Pharyngeal Exercises:

These exercises are utilized to improve both the strength and coordination of the muscles involved in swallowing:
  • The effortful swallow is used to over exaggerate the typical swallowing motion. Asking the patient to utilize more effort when swallowing will engage the muscles by applying greater force. This exercise can be done with or without a bolus present.

  • Tongue base retraction exercises are utilized to promote base of tongue movement. The patient should be instructed to extend his/her tongue as far out as possible and them curl the tongue as far back toward the posterior pharyngeal wall as possible.
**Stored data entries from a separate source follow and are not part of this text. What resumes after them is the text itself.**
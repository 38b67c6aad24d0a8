//! Load balancer — candidate filtering and algorithm dispatch.
//!
//! Reads a consistent snapshot of the capacity registry and metrics store
//! for each selection, filters it down to the components that may take
//! the request, and dispatches to the active algorithm.

use std::collections::{HashMap, VecDeque};

use tokio::sync::{Mutex, RwLock};
use tracing::{debug, info};

use loadpilot_metrics::MetricsStore;
use loadpilot_state::{
    Algorithm, AlgorithmPerformance, AlgorithmSwitch, CapacityRegistry, ComponentCapacity,
    ComponentId, WorkloadRequest, epoch_secs,
};

use crate::round_robin::WorkloadCursors;
use crate::strategy::{self, Candidate, WeightedTickets};

/// Switch records kept for the dashboard.
const SWITCH_HISTORY: usize = 50;

/// Outcomes kept per algorithm for the optimizer's rolling view.
pub const DEFAULT_PERFORMANCE_WINDOW: usize = 200;

/// The latest outcomes and distribution samples of one algorithm.
#[derive(Default)]
struct RecentOutcomes {
    /// `(success, latency_ms)` per finished request.
    requests: VecDeque<(bool, f64)>,
    distribution: VecDeque<f64>,
}

/// Outcome of a successful selection.
#[derive(Debug, Clone, PartialEq)]
pub struct Selection {
    pub component: ComponentId,
    /// The algorithm that was active; outcomes are credited to it.
    pub algorithm: Algorithm,
    /// The concrete strategy that made the choice (differs from
    /// `algorithm` only under the adaptive meta-algorithm).
    pub strategy: Algorithm,
}

/// Routes requests to components.
pub struct LoadBalancer {
    registry: CapacityRegistry,
    metrics: MetricsStore,
    active: RwLock<Algorithm>,
    cursors: WorkloadCursors,
    tickets: Mutex<WeightedTickets>,
    performance: Mutex<HashMap<Algorithm, AlgorithmPerformance>>,
    recent: Mutex<HashMap<Algorithm, RecentOutcomes>>,
    window: usize,
    switches: Mutex<VecDeque<AlgorithmSwitch>>,
}

impl LoadBalancer {
    pub fn new(registry: CapacityRegistry, metrics: MetricsStore, algorithm: Algorithm) -> Self {
        Self {
            registry,
            metrics,
            active: RwLock::new(algorithm),
            cursors: WorkloadCursors::default(),
            tickets: Mutex::new(WeightedTickets::new()),
            performance: Mutex::new(HashMap::new()),
            recent: Mutex::new(HashMap::new()),
            window: DEFAULT_PERFORMANCE_WINDOW,
            switches: Mutex::new(VecDeque::new()),
        }
    }

    /// Number of recent outcomes per algorithm kept for ranking.
    pub fn with_performance_window(mut self, window: usize) -> Self {
        self.window = window.max(1);
        self
    }

    pub fn registry(&self) -> &CapacityRegistry {
        &self.registry
    }

    pub async fn active_algorithm(&self) -> Algorithm {
        *self.active.read().await
    }

    /// Make `algorithm` active. Returns `false` if it already was.
    pub async fn set_algorithm(&self, algorithm: Algorithm, score: f64) -> bool {
        let from = {
            let mut active = self.active.write().await;
            if *active == algorithm {
                return false;
            }
            std::mem::replace(&mut *active, algorithm)
        };

        info!(%from, to = %algorithm, score, "load-balancing algorithm switched");
        let mut switches = self.switches.lock().await;
        switches.push_back(AlgorithmSwitch {
            from,
            to: algorithm,
            score,
            at: epoch_secs(),
        });
        while switches.len() > SWITCH_HISTORY {
            switches.pop_front();
        }
        true
    }

    /// Select a component with the active algorithm.
    pub async fn select_component(&self, request: &WorkloadRequest) -> Option<Selection> {
        let algorithm = self.active_algorithm().await;
        self.select_with(algorithm, request).await
    }

    /// Select a component with an explicit algorithm.
    pub async fn select_with(
        &self,
        algorithm: Algorithm,
        request: &WorkloadRequest,
    ) -> Option<Selection> {
        let all = self.registry.snapshot().await;
        let system_load_ratio = load_ratio(&all);
        let candidates = self.candidates(all, request).await;
        if candidates.is_empty() {
            debug!(request = %request.id, "no candidate component");
            return None;
        }

        let strategy = match algorithm {
            Algorithm::Adaptive => strategy::adaptive_delegate(request.priority, system_load_ratio),
            other => other,
        };

        let idx = match strategy {
            Algorithm::RoundRobin => self.cursors.next(request.workload_type, candidates.len()),
            Algorithm::WeightedRoundRobin => self.tickets.lock().await.select(&candidates),
            Algorithm::LeastConnections => strategy::least_connections(&candidates),
            Algorithm::LeastResponseTime => strategy::least_response_time(&candidates),
            Algorithm::ResourceBased => strategy::resource_based(&candidates, request),
            Algorithm::PerformanceBased | Algorithm::Adaptive => {
                strategy::performance_based(&candidates)
            }
        }?;

        let component = candidates[idx].id().clone();
        debug!(
            request = %request.id,
            %component,
            %algorithm,
            %strategy,
            "request routed"
        );
        Some(Selection {
            component,
            algorithm,
            strategy,
        })
    }

    /// Components that may take `request`, sorted by id.
    ///
    /// Drops failed, maintenance and unhealthy components and the
    /// request's avoid-list. If any preferred component survives, only
    /// preferred components remain.
    async fn candidates(
        &self,
        all: Vec<ComponentCapacity>,
        request: &WorkloadRequest,
    ) -> Vec<Candidate> {
        let mut eligible: Vec<ComponentCapacity> = all
            .into_iter()
            .filter(|c| c.status.accepts_work() && c.is_healthy())
            .filter(|c| !request.avoid_components.contains(&c.component))
            .collect();

        if eligible
            .iter()
            .any(|c| request.preferred_components.contains(&c.component))
        {
            eligible.retain(|c| request.preferred_components.contains(&c.component));
        }

        let metrics = self.metrics.snapshot().await;
        let mut candidates: Vec<Candidate> = eligible
            .into_iter()
            .map(|c| {
                let m = metrics.get(&c.component).cloned();
                Candidate::new(c, m)
            })
            .collect();
        candidates.sort_by(|a, b| a.id().cmp(b.id()));
        candidates
    }

    /// Credit a finished request to the algorithm that routed it.
    pub async fn record_outcome(&self, algorithm: Algorithm, success: bool, latency_ms: f64) {
        let mut perf = self.performance.lock().await;
        let entry = perf
            .entry(algorithm)
            .or_insert_with(|| AlgorithmPerformance::new(algorithm));
        entry.total_requests += 1;
        if success {
            entry.successful_requests += 1;
        }
        entry.total_latency_ms += latency_ms;
        entry.last_used = epoch_secs();
        drop(perf);

        let mut recent = self.recent.lock().await;
        let requests = &mut recent.entry(algorithm).or_default().requests;
        requests.push_back((success, latency_ms));
        while requests.len() > self.window {
            requests.pop_front();
        }
    }

    /// Credit a load-distribution sample to an algorithm.
    pub async fn record_distribution(&self, algorithm: Algorithm, score: f64) {
        let mut perf = self.performance.lock().await;
        let entry = perf
            .entry(algorithm)
            .or_insert_with(|| AlgorithmPerformance::new(algorithm));
        entry.distribution_score_sum += score;
        entry.distribution_samples += 1;
        drop(perf);

        let mut recent = self.recent.lock().await;
        let samples = &mut recent.entry(algorithm).or_default().distribution;
        samples.push_back(score);
        while samples.len() > self.window {
            samples.pop_front();
        }
    }

    /// Per-algorithm counters over the most recent outcomes only, in
    /// `Algorithm::ALL` order. Algorithms with no recent requests are
    /// left out.
    pub async fn recent_performance(&self) -> Vec<AlgorithmPerformance> {
        let recent = self.recent.lock().await;
        Algorithm::ALL
            .iter()
            .filter_map(|&algorithm| {
                let outcomes = recent.get(&algorithm)?;
                if outcomes.requests.is_empty() {
                    return None;
                }
                let mut perf = AlgorithmPerformance::new(algorithm);
                for &(success, latency_ms) in &outcomes.requests {
                    perf.total_requests += 1;
                    perf.successful_requests += u64::from(success);
                    perf.total_latency_ms += latency_ms;
                }
                perf.distribution_samples = outcomes.distribution.len() as u64;
                perf.distribution_score_sum = outcomes.distribution.iter().sum();
                Some(perf)
            })
            .collect()
    }

    /// Per-algorithm counters in `Algorithm::ALL` order.
    pub async fn performance(&self) -> Vec<AlgorithmPerformance> {
        let perf = self.performance.lock().await;
        Algorithm::ALL
            .iter()
            .filter_map(|a| perf.get(a).cloned())
            .collect()
    }

    pub async fn performance_map(&self) -> HashMap<Algorithm, AlgorithmPerformance> {
        self.performance.lock().await.clone()
    }

    /// Replace the counters with persisted ones.
    pub async fn restore_performance(&self, restored: HashMap<Algorithm, AlgorithmPerformance>) {
        *self.performance.lock().await = restored;
    }

    /// Reinstate a persisted active algorithm without recording a switch.
    pub async fn restore_algorithm(&self, algorithm: Algorithm) {
        *self.active.write().await = algorithm;
    }

    pub async fn recent_switches(&self) -> Vec<AlgorithmSwitch> {
        self.switches.lock().await.iter().cloned().collect()
    }
}

fn load_ratio(all: &[ComponentCapacity]) -> f64 {
    let (tasks, capacity) = all.iter().fold((0u64, 0u64), |(t, m), c| {
        (
            t + u64::from(c.current_tasks),
            m + u64::from(c.max_concurrent_tasks),
        )
    });
    if capacity == 0 {
        0.0
    } else {
        tasks as f64 / capacity as f64
    }
}

#[cfg(test)]
mod tests {
    use super::*;
    use loadpilot_state::{HealthStatus, Priority, ResourceType, WorkloadType};

    async fn balancer(ids: &[&str], algorithm: Algorithm) -> LoadBalancer {
        let registry = CapacityRegistry::default();
        for id in ids {
            registry.register(ComponentCapacity::new(*id, 10)).await;
        }
        LoadBalancer::new(registry, MetricsStore::default(), algorithm)
    }

    fn request(priority: Priority) -> WorkloadRequest {
        WorkloadRequest::new(WorkloadType::OpportunityDetection, priority)
    }

    #[tokio::test]
    async fn no_components_selects_nothing() {
        let lb = balancer(&[], Algorithm::RoundRobin).await;
        assert!(lb.select_component(&request(Priority::Normal)).await.is_none());
    }

    #[tokio::test]
    async fn failed_and_maintenance_components_are_skipped() {
        let lb = balancer(&["a", "b", "c"], Algorithm::RoundRobin).await;
        lb.registry()
            .set_health("a", HealthStatus::Unhealthy)
            .await
            .unwrap();
        lb.registry().set_maintenance("b", true).await.unwrap();

        for _ in 0..6 {
            let sel = lb.select_component(&request(Priority::Normal)).await.unwrap();
            assert_eq!(sel.component, "c");
        }
    }

    #[tokio::test]
    async fn avoid_list_is_honoured() {
        let lb = balancer(&["a", "b"], Algorithm::LeastConnections).await;
        let req = request(Priority::Normal).avoid("a");
        for _ in 0..4 {
            assert_eq!(lb.select_component(&req).await.unwrap().component, "b");
        }

        let req = request(Priority::Normal).avoid("a").avoid("b");
        assert!(lb.select_component(&req).await.is_none());
    }

    #[tokio::test]
    async fn preferred_list_narrows_when_a_preferred_survives() {
        let lb = balancer(&["a", "b", "c"], Algorithm::LeastConnections).await;
        lb.registry().update_load("a", 5).await.unwrap();

        let req = request(Priority::Normal).prefer("a");
        assert_eq!(lb.select_component(&req).await.unwrap().component, "a");

        lb.registry()
            .set_health("a", HealthStatus::Unhealthy)
            .await
            .unwrap();
        // Preferred component gone: fall back to the full candidate set.
        assert_eq!(lb.select_component(&req).await.unwrap().component, "b");
    }

    #[tokio::test]
    async fn round_robin_rotates_through_candidates() {
        let lb = balancer(&["a", "b", "c"], Algorithm::RoundRobin).await;
        let mut picks = Vec::new();
        for _ in 0..6 {
            picks.push(lb.select_component(&request(Priority::Low)).await.unwrap().component);
        }
        assert_eq!(picks, vec!["a", "b", "c", "a", "b", "c"]);
    }

    #[tokio::test]
    async fn adaptive_routes_high_priority_by_headroom_under_load() {
        let lb = balancer(&["a", "b"], Algorithm::Adaptive).await;
        lb.registry().update_load("a", 8).await.unwrap();
        lb.registry().update_load("b", 8).await.unwrap();
        let mut util = loadpilot_state::ResourceVector::default();
        util.set(ResourceType::Cpu, 95.0);
        lb.registry().set_utilization("a", util).await.unwrap();

        let sel = lb.select_component(&request(Priority::High)).await.unwrap();
        assert_eq!(sel.algorithm, Algorithm::Adaptive);
        assert_eq!(sel.strategy, Algorithm::ResourceBased);
        assert_eq!(sel.component, "b");

        let sel = lb.select_component(&request(Priority::Normal)).await.unwrap();
        assert_eq!(sel.strategy, Algorithm::LeastConnections);
    }

    #[tokio::test]
    async fn outcomes_accumulate_per_algorithm() {
        let lb = balancer(&["a"], Algorithm::LeastConnections).await;
        lb.record_outcome(Algorithm::LeastConnections, true, 100.0).await;
        lb.record_outcome(Algorithm::LeastConnections, false, 300.0).await;
        lb.record_distribution(Algorithm::LeastConnections, 80.0).await;

        let perf = lb.performance().await;
        assert_eq!(perf.len(), 1);
        assert_eq!(perf[0].total_requests, 2);
        assert_eq!(perf[0].success_rate(), 50.0);
        assert_eq!(perf[0].avg_latency_ms(), 200.0);
        assert_eq!(perf[0].load_distribution_score(), 80.0);
    }

    #[tokio::test]
    async fn switching_records_history() {
        let lb = balancer(&["a"], Algorithm::Adaptive).await;
        assert!(!lb.set_algorithm(Algorithm::Adaptive, 0.0).await);
        assert!(lb.set_algorithm(Algorithm::RoundRobin, 91.0).await);
        assert_eq!(lb.active_algorithm().await, Algorithm::RoundRobin);

        let switches = lb.recent_switches().await;
        assert_eq!(switches.len(), 1);
        assert_eq!(switches[0].from, Algorithm::Adaptive);
        assert_eq!(switches[0].to, Algorithm::RoundRobin);
    }
}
  • To increase laryngeal closure and squeeze, a high pitched "e" can be repeated as an exercise. Ten to twenty repetitions of this exercise may be done in a single session.

  • A tongue hold or Masako swallow displaces the tongue base while swallowing to engage the posterior pharyngeal wall and muscles of laryngeal elevation. This may be done in multiple repetitions as a swallowing exercise, but should not be done with a bolus.
Thermal / Tactile Stimulation-

Stimulation of the anterior facial arches using a cold medium may help stimulate the onset of the swallow. A laryngeal mirror has traditionally been used to stimulate the arches ten times on each arch prior to introducing a bolus or series of boluses. The swallow reflex should be triggered when the head of the bolus reaches the anterior facial arches, so theory states that this when a bolus passes the arches, the swallow will be stimulated in a timely manner following thermal stimulation. Often lemon is added to the ice and mirror as sour boluses tend to initiate a more rapid reflexive response.

If the patient is cleared for PO food trials, the following compensatory strategies may be of benefit:

Supraglottic Swallow-

The supraglottic swallow encourages a tight breath hold during the bolus transit for added protection of the airway. The maneuver is done by having the patient hold his/her breath from the time the bolus is administered until the bolus is passed. Once the patient swallows, he/she is asked to cough to clear all material from the laryngeal vestibule following the swallow.

Super-Supraglottic Swallow-

The super-supraglottic swallow is performed in a manner similar to the supraglottic swallow. It encourages a tight breath hold during the bolus transit for added protection of the airway. The maneuver is done by having the patient hold his/her breath from the time the bolus is administered until the bolus is passed. Once the patient swallows, he/she is asked to cough to clear all material from the laryngeal vestibule following the swallow. Breath hold should be maintained and a second swallow should be done following the cough.

Mendelsohn-

The Mendelsohn maneuver may be done as an exercise as well as a compensatory strategy. The patient initiates a swallow as usual, but at the height of the swallow the patient should hold the laryngeal elevation thus encouraging the crico-pharyngeal opening to be maintained. This will allow a greater portion of the bolus to pass into the esophagus during the swallow. Control of the laryngeal elevation also promotes greater overall strength of the pharyngeal and laryngeal muscles.

Sue Curfman, MA, CCC, has been in the field of healthcare for 24 years with experience across the continuum of care including acute hospital, home health, outpatient and skilled nursing. She works as the Director of Quality Management, West Region for RehabCare Group. She holds a certificate in Case Management and Quality Management.